● Data for the task
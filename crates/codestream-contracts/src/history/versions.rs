use std::collections::BTreeMap;

use chrono::{SecondsFormat, Utc};
use serde::{Deserialize, Serialize};
use uuid::Uuid;

use super::commits::CommitHash;

/// One reference input and the head of its independent edit line.
#[derive(Debug, Clone, PartialEq, Eq, Serialize, Deserialize)]
pub struct ImageSession {
    pub id: String,
    pub reference_image: String,
    #[serde(default)]
    pub head: Option<CommitHash>,
}

impl ImageSession {
    pub fn new(reference_image: impl Into<String>) -> Self {
        Self {
            id: Uuid::new_v4().to_string(),
            reference_image: reference_image.into(),
            head: None,
        }
    }
}

#[derive(Debug, Clone, Copy, PartialEq, Eq, Serialize, Deserialize)]
#[serde(rename_all = "snake_case")]
pub enum VersionKind {
    Create,
    Edit,
    CodeCreate,
}

impl VersionKind {
    pub fn as_str(self) -> &'static str {
        match self {
            Self::Create => "create",
            Self::Edit => "edit",
            Self::CodeCreate => "code_create",
        }
    }
}

/// Snapshot of every session head at the moment a request resolved.
#[derive(Debug, Clone, PartialEq, Eq, Serialize, Deserialize)]
pub struct VersionEntry {
    pub id: String,
    pub created_at: String,
    pub summary: String,
    #[serde(rename = "type")]
    pub kind: VersionKind,
    #[serde(default)]
    pub session_heads: BTreeMap<String, Option<CommitHash>>,
    #[serde(default)]
    pub primary_head: Option<CommitHash>,
}

impl VersionEntry {
    pub fn new(
        kind: VersionKind,
        summary: impl Into<String>,
        session_heads: BTreeMap<String, Option<CommitHash>>,
        primary_head: Option<CommitHash>,
    ) -> Self {
        Self {
            id: Uuid::new_v4().to_string(),
            created_at: Utc::now().to_rfc3339_opts(SecondsFormat::Micros, false),
            summary: summary.into(),
            kind,
            session_heads,
            primary_head,
        }
    }

    pub fn references(&self, hash: &CommitHash) -> bool {
        self.primary_head.as_ref() == Some(hash)
            || self
                .session_heads
                .values()
                .any(|head| head.as_ref() == Some(hash))
    }
}

/// Linear version history plus the image sessions it snapshots.
///
/// While a session is selected the global `head` always equals that
/// session's head; every mutator below re-derives it.
#[derive(Debug, Clone, Default, PartialEq, Eq, Serialize, Deserialize)]
pub struct VersionHistory {
    #[serde(default)]
    sessions: Vec<ImageSession>,
    #[serde(default)]
    selected_session_id: Option<String>,
    #[serde(default)]
    head: Option<CommitHash>,
    #[serde(default)]
    versions: Vec<VersionEntry>,
    #[serde(default)]
    selected_version_id: Option<String>,
}

impl VersionHistory {
    pub fn new() -> Self {
        Self::default()
    }

    pub fn sessions(&self) -> &[ImageSession] {
        &self.sessions
    }

    pub fn session(&self, id: &str) -> Option<&ImageSession> {
        self.sessions.iter().find(|session| session.id == id)
    }

    pub fn selected_session_id(&self) -> Option<&str> {
        self.selected_session_id.as_deref()
    }

    pub fn selected_session(&self) -> Option<&ImageSession> {
        self.selected_session_id
            .as_deref()
            .and_then(|id| self.session(id))
    }

    pub fn head(&self) -> Option<&CommitHash> {
        self.head.as_ref()
    }

    pub fn versions(&self) -> &[VersionEntry] {
        &self.versions
    }

    pub fn version(&self, id: &str) -> Option<&VersionEntry> {
        self.versions.iter().find(|entry| entry.id == id)
    }

    pub fn selected_version_id(&self) -> Option<&str> {
        self.selected_version_id.as_deref()
    }

    pub fn selected_version(&self) -> Option<&VersionEntry> {
        self.selected_version_id
            .as_deref()
            .and_then(|id| self.version(id))
    }

    /// Current heads of all sessions, keyed by session id.
    pub fn session_heads(&self) -> BTreeMap<String, Option<CommitHash>> {
        self.sessions
            .iter()
            .map(|session| (session.id.clone(), session.head.clone()))
            .collect()
    }

    /// Replaces all sessions at once. A selection that no longer exists is
    /// dropped together with the head it contributed.
    pub fn replace_image_sessions(&mut self, sessions: Vec<ImageSession>) {
        self.sessions = sessions;
        if self
            .selected_session_id
            .as_deref()
            .is_some_and(|id| self.session(id).is_none())
        {
            self.selected_session_id = None;
            self.head = None;
        }
        self.sync_head_from_selection();
    }

    /// Selects a session (or clears the selection). Returns false and
    /// changes nothing when the id is unknown.
    pub fn set_selected_image_session_id(&mut self, id: Option<&str>) -> bool {
        match id {
            Some(id) if self.session(id).is_none() => {
                tracing::debug!(session_id = id, "ignoring unknown image session");
                false
            }
            Some(id) => {
                self.selected_session_id = Some(id.to_string());
                self.sync_head_from_selection();
                true
            }
            None => {
                self.selected_session_id = None;
                self.head = None;
                true
            }
        }
    }

    pub fn set_image_session_head(&mut self, session_id: &str, head: Option<CommitHash>) -> bool {
        let Some(session) = self
            .sessions
            .iter_mut()
            .find(|session| session.id == session_id)
        else {
            return false;
        };
        session.head = head.clone();
        if self.selected_session_id.as_deref() == Some(session_id) {
            self.head = head;
        }
        true
    }

    /// Moves the global head, carrying the selected session along with it.
    pub fn set_head(&mut self, head: Option<CommitHash>) {
        if let Some(selected) = self.selected_session_id.clone() {
            if let Some(session) = self.sessions.iter_mut().find(|s| s.id == selected) {
                session.head = head.clone();
            }
        }
        self.head = head;
    }

    pub fn reset_head(&mut self) {
        self.set_head(None);
    }

    pub fn add_version(&mut self, entry: VersionEntry) {
        self.selected_version_id = Some(entry.id.clone());
        self.versions.push(entry);
    }

    /// Restores the heads recorded by a version. Sessions the version does
    /// not know about keep their current head. Unknown ids change nothing.
    pub fn set_version(&mut self, id: &str) -> bool {
        let Some(entry) = self.version(id).cloned() else {
            return false;
        };
        for session in &mut self.sessions {
            if let Some(Some(head)) = entry.session_heads.get(&session.id) {
                session.head = Some(head.clone());
            }
        }
        self.head = match self.selected_session() {
            Some(session) => session.head.clone(),
            None => entry.primary_head.clone(),
        };
        self.selected_version_id = Some(entry.id);
        true
    }

    pub fn remove_last_version(&mut self) -> Option<VersionEntry> {
        let removed = self.versions.pop()?;
        self.selected_version_id = self.versions.last().map(|entry| entry.id.clone());
        Some(removed)
    }

    pub fn reset_versions(&mut self) {
        self.versions.clear();
        self.selected_version_id = None;
    }

    /// True when a session head, the global head or any version points at
    /// `hash`.
    pub fn is_referenced(&self, hash: &CommitHash) -> bool {
        self.head.as_ref() == Some(hash)
            || self
                .sessions
                .iter()
                .any(|session| session.head.as_ref() == Some(hash))
            || self.versions.iter().any(|entry| entry.references(hash))
    }

    fn sync_head_from_selection(&mut self) {
        if let Some(head) = self.selected_session().map(|session| session.head.clone()) {
            self.head = head;
        }
    }
}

● Exercise directions
From the line containing "ids change nothing." down to the last line, reproduce the records exactly. Include both ends.

● Completed task
    /// not know about keep their current head. Unknown ids change nothing.
    pub fn set_version(&mut self, id: &str) -> bool {
        let Some(entry) = self.version(id).cloned() else {
            return false;
        };
        for session in &mut self.sessions {
            if let Some(Some(head)) = entry.session_heads.get(&session.id) {
                session.head = Some(head.clone());
            }
        }
        self.head = match self.selected_session() {
            Some(session) => session.head.clone(),
            None => entry.primary_head.clone(),
        };
        self.selected_version_id = Some(entry.id);
        true
    }

    pub fn remove_last_version(&mut self) -> Option<VersionEntry> {
        let removed = self.versions.pop()?;
        self.selected_version_id = self.versions.last().map(|entry| entry.id.clone());
        Some(removed)
    }

    pub fn reset_versions(&mut self) {
        self.versions.clear();
        self.selected_version_id = None;
    }

    /// True when a session head, the global head or any version points at
    /// `hash`.
    pub fn is_referenced(&self, hash: &CommitHash) -> bool {
        self.head.as_ref() == Some(hash)
            || self
                .sessions
                .iter()
                .any(|session| session.head.as_ref() == Some(hash))
            || self.versions.iter().any(|entry| entry.references(hash))
    }

    fn sync_head_from_selection(&mut self) {
        if let Some(head) = self.selected_session().map(|session| session.head.clone()) {
            self.head = head;
        }
    }
}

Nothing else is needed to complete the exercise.